Le seules à se solidifier en souvenirs sont les émouvantes interruptions du cérémonial musical. Je suis souvent émue par ces moments volés à la musique, lorsque la salle suspend prématurément ses applaudissements pour entendre ce que l’artiste va bien pouvoir dire après tant d’éloquence muette. On attend moins le nom du bis (que l’on n’attrapera ou ne retiendra pas, et que l’on ira chercher ensuite auprès du community manager sur Twitter) que la voix qui s’élève après la musique, et donne à entendre plus prosaïquement l’artiste – un genre de prosaïsme made in Roland Bartes, rendu un peu magique au contact de l’exceptionnel : comment, ce virtuose parle aussi ? Le mortel frémit, et se réjouit. On se réjouit a priori : le bis est un cadeau, et qu’importe l’ivresse, pourvu que l’on batte des mains devant le flacon. N° 5, grand luxe. Jean-Guihen Queras nous explique que la cinquième suite de Bach est la préférée de son papa, venu ce soir-là pour l’écouter – et s’excuse auprès des musiciens qui ont déjà subi un bis la veille, pour les 90 ans de sa tante. À ces intermèdes familiaux, puis publicitaires (le violoncelliste précise que son CD est en vente à la boutique si jamais ça vous intéresse), s’ajoute l’intervention du chef après l’apéritif mozartien : pivotant sur la chaise à roulettes qu’on lui a installée sur l’estrade et s’accoudant à la rambarde comme à un piano-bar, Sir Roger Norrington nous confie qu’il aime beaucoup ce morceau, mais qu’il l’a toujours trouvé un peu trop court. Il aimerait beaucoup le réentendre : l’orchestre le rejoue. Simple comme une facétie d’érudit gourmand. (Il y a dans son regard une joie enfantine qui rend plus émouvante encore sa musique et sa démarche difficile – encore diriger et déjà peiner à se mouvoir…).

Un cygne hors-bord

J’ai bien peur d’être affreusement consensuelle en ce qui concerne la nouvelle production du Lac des cygnes offerte par Liam Scarlett au Royal Ballet, et ne de ménager aucun suspens : c’est splendide. Moi qui ne suis pas du genre à aller voir un ballet pour ses décors et ses costumes, je me suis trouvée à plusieurs reprise distraite des danses, perdue dans la contemplation d’un faste qui n’est jamais pompeux. C’est particulièrement vrai du troisième acte : de façon ingénieuse, le premier acte est situé à l’extérieur du château, que l’on devine à son imposant portail ; il faut attendre le troisième acte pour se laisser surprendre par une débauche de richesses, rutilantes sans jamais être clinquantes et variées sans jurer – un exploit en soi. Ce sont probablement les tutus des princesses étrangères qui m’en font prendre conscience : ils distinguent nettement chacune des prétendantes tout en conservant une certaine harmonie, comme les dorures et les faux marbres entre eux (il n’est pas impossible que l’effet soit renforcé par le recul offert par ma place, en haut de l’amphithéâtre).

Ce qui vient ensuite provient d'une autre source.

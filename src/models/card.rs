//! Card records and rarity codes.

use serde::{Deserialize, Serialize};

/// Copies of a card needed for a complete playset.
pub const PLAYSET: u32 = 4;

/// Rarity tiers, ordered lowest to highest.
///
/// Inventory exports spell rarities out ("Uncommon", "SUPER", ...); asset
/// filenames carry the two-letter codes ("UC", "SR", ...). `parse` accepts
/// both spellings case-insensitively.
#[derive(Debug, Clone, Copy, PartialEq, Eq, Hash, PartialOrd, Ord, Serialize, Deserialize)]
#[serde(rename_all = "lowercase")]
pub enum Rarity {
    Common,
    Uncommon,
    Rare,
    SuperRare,
    Legendary,
    Enchanted,
    Special,
}

impl Rarity {
    /// All rarities in display order.
    pub const ALL: [Rarity; 7] = [
        Rarity::Common,
        Rarity::Uncommon,
        Rarity::Rare,
        Rarity::SuperRare,
        Rarity::Legendary,
        Rarity::Enchanted,
        Rarity::Special,
    ];

    /// Two-letter code used in asset filenames and output names.
    pub fn code(self) -> &'static str {
        match self {
            Rarity::Common => "CC",
            Rarity::Uncommon => "UC",
            Rarity::Rare => "RR",
            Rarity::SuperRare => "SR",
            Rarity::Legendary => "LL",
            Rarity::Enchanted => "EE",
            Rarity::Special => "SP",
        }
    }

    /// Parse either an inventory spelling or a filename code.
    pub fn parse(s: &str) -> Option<Rarity> {
        match s.trim().to_ascii_uppercase().as_str() {
            "CC" | "COMMON" => Some(Rarity::Common),
            "UC" | "UNCOMMON" => Some(Rarity::Uncommon),
            "RR" | "RARE" => Some(Rarity::Rare),
            "SR" | "SUPER" | "SUPER RARE" | "SUPER_RARE" => Some(Rarity::SuperRare),
            "LL" | "LEGENDARY" => Some(Rarity::Legendary),
            "EE" | "ENCHANTED" => Some(Rarity::Enchanted),
            "SP" | "SPECIAL" => Some(Rarity::Special),
            _ => None,
        }
    }
}

/// One owned card, identified by (group, canonical key) in the collection.
///
/// Built once when the inventory loads and read-only afterwards; output
/// passes never consume or alter counts.
#[derive(Debug, Clone, PartialEq, Eq)]
pub struct CardRecord {
    pub name: String,
    pub normal: u32,
    pub foil: u32,
    /// Color tags as they appeared in the export, order preserved
    pub colors: Vec<String>,
    pub rarity: Rarity,
}

impl CardRecord {
    /// Multicolor is derived from the tag count, never trusted from an
    /// upstream flag (the sources have been seen to disagree).
    pub fn is_multicolor(&self) -> bool {
        self.colors.len() > 1
    }

    pub fn total(&self) -> u32 {
        self.normal + self.foil
    }

    /// Copies still needed to complete a playset.
    pub fn missing_for_playset(&self) -> u32 {
        PLAYSET.saturating_sub(self.total())
    }

    /// Color tags lowercased, for comparisons.
    pub fn colors_lower(&self) -> Vec<String> {
        self.colors.iter().map(|c| c.to_ascii_lowercase()).collect()
    }
}
//! Configuration loading and discovery for `folio.toml`.

use super::schema::FolioConfig;
use std::env;
use std::fs;
use std::path::{Path, PathBuf};
use thiserror::Error;

/// Configuration loading error
#[derive(Debug, Error)]
#[non_exhaustive]
pub enum ConfigError {
    /// File I/O error
    #[error("Failed to read config: {0}")]
    Io(#[from] std::io::Error),
    /// TOML parsing error
    #[error("Failed to parse folio.toml: {0}")]
    Parse(#[from] toml::de::Error),
    /// Validation error
    #[error("Config validation failed:\n{}", .0.iter().map(|e| format!("  - {}", e)).collect::<Vec<_>>().join("\n"))]
    Validation(Vec<String>),
}

/// CLI arguments that can override config values
#[derive(Debug, Default, Clone)]
pub struct CliOverrides {
    /// Override the scan library root
    pub assets: Option<PathBuf>,
    /// Override the output root
    pub out: Option<PathBuf>,
    /// Restrict the run to one language
    pub lang: Option<String>,
    /// Override cards per row
    pub per_row: Option<usize>,
    /// Override the banner/badge font
    pub font: Option<PathBuf>,
}

/// Find folio.toml by walking up from the current working directory.
pub fn find_config() -> Option<PathBuf> {
    env::current_dir().ok().and_then(find_config_from)
}

/// Find folio.toml by walking up from a specific directory.
pub fn find_config_from(start: PathBuf) -> Option<PathBuf> {
    let mut current = start;

    loop {
        let config_path = current.join("folio.toml");
        if config_path.exists() {
            return Some(config_path);
        }
        if !current.pop() {
            return None;
        }
    }
}

/// Load configuration from a folio.toml file.
///
/// With an explicit path, that file must exist and parse. Otherwise the
/// config is discovered with [`find_config`]; when none is found the
/// built-in defaults apply.
pub fn load_config(path: Option<&Path>) -> Result<FolioConfig, ConfigError> {
    let config_path = match path {
        Some(p) => Some(p.to_path_buf()),
        None => find_config(),
    };

    match config_path {
        Some(p) => load_config_file(&p),
        None => Ok(FolioConfig::default()),
    }
}

fn load_config_file(path: &Path) -> Result<FolioConfig, ConfigError> {
    let contents = fs::read_to_string(path)?;
    let config: FolioConfig = toml::from_str(&contents)?;

    let errors = config.validate();
    if !errors.is_empty() {
        return Err(ConfigError::Validation(errors));
    }

    Ok(config)
}

/// Merge CLI overrides into a configuration.
///
/// CLI arguments take precedence over config file values.
pub fn merge_cli_overrides(config: &mut FolioConfig, overrides: &CliOverrides) {
    if let Some(ref assets) = overrides.assets {
        config.project.assets = assets.clone();
    }
    if let Some(ref out) = overrides.out {
        config.project.out = out.clone();
    }
    if let Some(ref lang) = overrides.lang {
        config.project.languages = vec![lang.clone()];
    }
    if let Some(per_row) = overrides.per_row {
        config.render.per_row = per_row;
    }
    if let Some(ref font) = overrides.font {
        config.render.font = Some(font.clone());
    }
}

Mention spéciale aussi au premier acte pour les costumes de la noblesse militaire : les bandes rouges disparaissent et surgissent agréablement lors des ensembles masculins. Toutes ces danses de cour sont chorégraphiées de manière fort plaisante ; ça valse et défile de manière cérémonieuse certes, mais sans que l’étiquette se fasse jamais pesante. Liam Scarlett a notamment eu la bonne idée de donner un véritable rôle à l’ami de Siegfried, Benno , qui prend sur lui une partie de la virtuosité attendue ; le prince peut ainsi être présent sans véritablement prendre part à des festivités qu’il goûte peu. Le tempérament du prince (Matthew Ball) est posé, et l’on a l’occasion de voir un second danseur (Alexander Campbell) briller : deux en un.

Voilà pour les actes de cour. Les actes blancs, quant à eux, ne m’ont pas donné l’occasion de rêvasser sur les costumes : non seulement j’apprécie moins les tutus légèrement tombant qui, en faisant un charmant popotin de cygne, raccourcissent les jambes, mais surtout Odette-Osipova accapare toute l’attention. Eu égard à son tempérament de feu, je l’attendais en Odile ; conformément à ce qui se dessine comme règle au fur et à mesure des représentations auxquelles j’assiste, la danseuse surprend et ravit là où on l’attend moins. Certes, le double manège supersonique d’Odile qu’elle nous jette à la figure à la place des fouettés laisse sans voix (un cygne hors-bord), mais investie de la même énergie, son Odette est plus extraordinaire encore.

D’ordinaire, la princesse-cygne est une petite chose fragile, que le prince manipule avec la plus extrême précaution. Fougueuse, Osipova rend son Odette farouche ; sa force est telle qu’elle ne garde de la fragilité que la vulnérabilité. Elle ne s’abandonne pas dans les bras du prince au bord de l’évanouissement : elle s’y jette, pour le contraindre à réagir. Ça urge, mec, la situation est à ce point désespérée.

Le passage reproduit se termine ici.